-- MATERIAL TO PROCESS follows --
//! Pure geometry for the resize → crop → paste transform.
//!
//! All functions here are pure and testable without any pixels.

/// Height that keeps the source aspect ratio when the width becomes `width`.
///
/// Rounded to the nearest pixel and never below 1.
///
/// ```
/// # use crop_search::imaging::proportional_height;
/// assert_eq!(proportional_height((512, 384), 256), 192);
/// assert_eq!(proportional_height((1920, 1080), 264), 149);
/// ```
pub fn proportional_height(source: (u32, u32), width: u32) -> u32 {
    let (src_w, src_h) = source;
    if src_w == 0 {
        return 1;
    }
    let h = (src_h as f64 * width as f64 / src_w as f64).round() as u32;
    h.max(1)
}

/// Axis-aligned rectangle in pixel coordinates.
#[derive(Debug, Clone, Copy, PartialEq, Eq)]
pub struct Rect {
    pub x: u32,
    pub y: u32,
    pub width: u32,
    pub height: u32,
}

/// Centered crop of `size` down to at most `target` on each axis.
///
/// An axis already shorter than the target keeps its full extent.
pub fn center_crop_rect(size: (u32, u32), target: (u32, u32)) -> Rect {
    let (w, h) = size;
    let (tw, th) = target;
    let crop_w = w.min(tw);
    let crop_h = h.min(th);
    Rect {
        x: (w - crop_w) / 2,
        y: (h - crop_h) / 2,
        width: crop_w,
        height: crop_h,
    }
}

/// Top-left position for pasting a `crop`-sized image onto a `target` canvas:
/// centered, then shifted by `offset`.
pub fn paste_position(crop: (u32, u32), target: (u32, u32), offset: (u32, u32)) -> (i64, i64) {
    let x = (target.0.saturating_sub(crop.0) / 2) as i64 + offset.0 as i64;
    let y = (target.1.saturating_sub(crop.1) / 2) as i64 + offset.1 as i64;
    (x, y)
}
-- MATERIAL TO PROCESS concluded --
• WORK REQUIRED
Write out, exactly as shown, only the lines running from the one that contains "if src_w == 0" to the last line above.

• RESULT OF THE EXERCISE
    if src_w == 0 {
        return 1;
    }
    let h = (src_h as f64 * width as f64 / src_w as f64).round() as u32;
    h.max(1)
}

/// Axis-aligned rectangle in pixel coordinates.
#[derive(Debug, Clone, Copy, PartialEq, Eq)]
pub struct Rect {
    pub x: u32,
    pub y: u32,
    pub width: u32,
    pub height: u32,
}

/// Centered crop of `size` down to at most `target` on each axis.
///
/// An axis already shorter than the target keeps its full extent.
pub fn center_crop_rect(size: (u32, u32), target: (u32, u32)) -> Rect {
    let (w, h) = size;
    let (tw, th) = target;
    let crop_w = w.min(tw);
    let crop_h = h.min(th);
    Rect {
        x: (w - crop_w) / 2,
        y: (h - crop_h) / 2,
        width: crop_w,
        height: crop_h,
    }
}

/// Top-left position for pasting a `crop`-sized image onto a `target` canvas:
/// centered, then shifted by `offset`.
pub fn paste_position(crop: (u32, u32), target: (u32, u32), offset: (u32, u32)) -> (i64, i64) {
    let x = (target.0.saturating_sub(crop.0) / 2) as i64 + offset.0 as i64;
    let y = (target.1.saturating_sub(crop.1) / 2) as i64 + offset.1 as i64;
    (x, y)
}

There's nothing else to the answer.